Show Me a Hero’s plot weaves Nick Waciscko’s story with those of a diverse cast of characters on both sides of a debate over a court-ordered disbursement of low-income housing units throughout Yonkers. But Nick’s story is the central frame through which the larger, social narrative unfolds. As the series opens, we meet the ambitious young Nick, a just-elected city council member with working-class roots and a newly minted law degree.  Within two episodes, Nick has won a mayoral election and a loyal partner in the form of Nay (Carla Quevedo), a beautiful, sensible woman who shares his tireless interest in Yonkers’ city politics.  And very quickly, Nick also wins the viewers’ hearts. One in a series of local pols who uses the housing court case to curry favor with voters, Nick initially differentiates himself from the incumbent mayor by voting to appeal the judge’s decision to force the housing plan forward.  Although the show gives the viewers peeks at Nick’s tragic flaw – his insatiable ego – throughout the early episodes, we are cleverly drawn into his corner.
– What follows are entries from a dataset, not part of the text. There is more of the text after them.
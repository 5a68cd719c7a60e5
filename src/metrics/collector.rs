//! # Collector de Métricas
//! src/metrics/collector.rs
//!
//! Cuenta conexiones, admisiones, descartes y respuestas por código de
//! estado. Lo actualizan el camino de admisión y los workers.

use serde::Serialize;
use std::collections::BTreeMap;
use std::sync::{Mutex, MutexGuard, PoisonError};
use std::time::Instant;

/// Collector de métricas thread-safe
pub struct MetricsCollector {
    inner: Mutex<MetricsData>,
    start_time: Instant,
}

/// Datos internos de métricas
#[derive(Default)]
struct MetricsData {
    /// Conexiones recibidas por el camino de admisión
    total_connections: u64,

    /// Requests que entraron a la cola
    admitted: u64,

    /// Requests descartados por cola llena (sin respuesta)
    dropped: u64,

    /// Respuestas por código de estado
    status_codes: BTreeMap<u16, u64>,

    /// Bytes de cuerpo escritos en respuestas 200
    body_bytes: u64,
}

/// Snapshot de métricas (para uso externo)
#[derive(Debug, Clone, PartialEq, Eq, Serialize)]
pub struct MetricsSnapshot {
    pub uptime_secs: u64,
    pub total_connections: u64,
    pub admitted: u64,
    pub dropped: u64,
    pub status_codes: BTreeMap<u16, u64>,
    pub body_bytes: u64,
}

impl MetricsCollector {
    /// Crea un nuevo collector de métricas
    pub fn new() -> Self {
        Self {
            inner: Mutex::new(MetricsData::default()),
            start_time: Instant::now(),
        }
    }

    fn data(&self) -> MutexGuard<'_, MetricsData> {
        self.inner.lock().unwrap_or_else(PoisonError::into_inner)
    }

    /// Registra una conexión nueva
    pub fn record_connection(&self) {
        self.data().total_connections += 1;
    }

    /// Registra un request aceptado en la cola
    pub fn record_admitted(&self) {
        self.data().admitted += 1;
    }

    /// Registra un request descartado por cola llena
    pub fn record_dropped(&self) {
        self.data().dropped += 1;
    }

    /// Registra una respuesta enviada
    pub fn record_response(&self, status_code: u16, body_bytes: u64) {
        let mut data = self.data();
        *data.status_codes.entry(status_code).or_insert(0) += 1;
        data.body_bytes += body_bytes;
    }

    /// Obtiene un snapshot de las métricas
    pub fn snapshot(&self) -> MetricsSnapshot {
        let data = self.data();

        MetricsSnapshot {
            uptime_secs: self.start_time.elapsed().as_secs(),
            total_connections: data.total_connections,
            admitted: data.admitted,
            dropped: data.dropped,
            status_codes: data.status_codes.clone(),
            body_bytes: data.body_bytes,
        }
    }

    /// Obtiene las métricas actuales en formato JSON
    pub fn to_json(&self) -> String {
        serde_json::to_string(&self.snapshot()).unwrap_or_else(|_| "{}".to_string())
    }
}

impl Default for MetricsCollector {
    fn default() -> Self {
        Self::new()
    }
}
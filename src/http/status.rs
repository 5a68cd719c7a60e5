//! # Códigos de Estado HTTP
//! src/http/status.rs
//!
//! Códigos de estado HTTP/1.0 que puede emitir el servidor de contenido
//! estático. El servidor solo responde con éxito (200) o con un error del
//! cliente/servidor; no hay redirecciones.
//!
//! - **2xx**: 200 OK (archivo servido)
//! - **4xx**: 400 (request line malformada), 403, 404
//! - **5xx**: 501 (método no soportado o contenido dinámico)

/// Representa los códigos de estado HTTP que soporta nuestro servidor
#[derive(Debug, Clone, Copy, PartialEq, Eq, Hash)]
pub enum StatusCode {
    /// 200 OK - El archivo se sirvió completo
    Ok = 200,

    /// 400 Bad Request - La request line no se pudo tokenizar
    BadRequest = 400,

    /// 403 Forbidden - Sin permiso de lectura o fuera del document root
    Forbidden = 403,

    /// 404 Not Found - El archivo no existe
    NotFound = 404,

    /// 501 Not Implemented - Método distinto de GET o contenido dinámico
    NotImplemented = 501,
}

impl StatusCode {
    /// Convierte el código a su valor numérico
    ///
    /// # Ejemplo
    /// ```
    /// use static_server::http::StatusCode;
    /// assert_eq!(StatusCode::Forbidden.as_u16(), 403);
    /// ```
    pub fn as_u16(&self) -> u16 {
        *self as u16
    }

    /// Retorna el texto de razón (reason phrase) asociado al código
    ///
    /// # Ejemplo
    /// ```
    /// use static_server::http::StatusCode;
    /// assert_eq!(StatusCode::Ok.reason_phrase(), "OK");
    /// assert_eq!(StatusCode::NotImplemented.reason_phrase(), "Not Implemented");
    /// ```
    pub fn reason_phrase(&self) -> &'static str {
        match self {
            StatusCode::Ok => "OK",
            StatusCode::BadRequest => "Bad Request",
            StatusCode::Forbidden => "Forbidden",
            StatusCode::NotFound => "Not Found",
            StatusCode::NotImplemented => "Not Implemented",
        }
    }
}

impl std::fmt::Display for StatusCode {
    /// Formato: "404 Not Found"
    fn fmt(&self, f: &mut std::fmt::Formatter<'_>) -> std::fmt::Result {
        write!(f, "{} {}", self.as_u16(), self.reason_phrase())
    }
}

#[cfg(test)]
mod tests {
    use super::*;

    #[test]
    fn test_status_code_values() {
        assert_eq!(StatusCode::Ok.as_u16(), 200);
        assert_eq!(StatusCode::BadRequest.as_u16(), 400);
        assert_eq!(StatusCode::Forbidden.as_u16(), 403);
        assert_eq!(StatusCode::NotFound.as_u16(), 404);
        assert_eq!(StatusCode::NotImplemented.as_u16(), 501);
    }

    #[test]
    fn test_display() {
        assert_eq!(StatusCode::Ok.to_string(), "200 OK");
        assert_eq!(StatusCode::Forbidden.to_string(), "403 Forbidden");
    }
}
Alongside him, we learn the truth – that appealing the court’s decision will prove futile and bankrupt the city.  We struggle to hear Nick’s voice above those of an angry white citizenry, courageously banging his gavel and explaining the logic behind his decision to follow the court order; we accompany him as he walks impassively to his car after his constituents verbally attack him and spit in his face. And, through short scenes of others directly involved in and affected by the housing debates – snippets, at first, interspersed between Nick’s chapters – we learn about the substantial social issues at the heart of the crisis. We are exposed to housing theorist Oscar Newman’s reasoning and data, which teach us the virtues of single-family housing units for avoiding crime and deterioration in public housing. And through a series of scenes showcasing the contrast between the run-down public areas and the many well-intentioned residents inside their units, we learn about just how bad conditions are in the projects.

So by the time, trademark grin spread across his face, Nick Waciscko rolls up his sleeves, determined to “govern” – which largely entails brokering deals and partnerships to locate sites for the housing units inside white working-middle-class neighborhoods – we are rooting for him. And in accordance with Simon’s plan, we are concurrently informed about and rooting for the success of the public housing units. Though it happens amidst angry protest and the political chaos of a succession of four mayors in eight years, the housing plan – and the work of integration – march forward.

Nick Waciscko, however, suffers a different fate. The second half of the mini-series documents his decline in parallel with the housing’s ascent.  After losing his mayoral seat for largely the same reasons as his predecessor, Nick flails about, struggling to find a way to relaunch his political ambitions and licking his wounds because very few locals remember the central role he played in moving the housing plan forward during his two- year stint in office. In other words, although Nick is no longer a central player in the housing crisis, he stays center stage as the show’s hero.  In a recent New York Times interview(link is external), Simon explained this clever choice as  “having a very good actor maneuvering through a character arc that is something of a Shakespearean tragedy. And Oscar Isaac portraying Nick Waciscko’s rise and fall is very much that. If we can get you to care about Nick, we might just have a chance to tell a story about hyper-segregation, public housing and politics.”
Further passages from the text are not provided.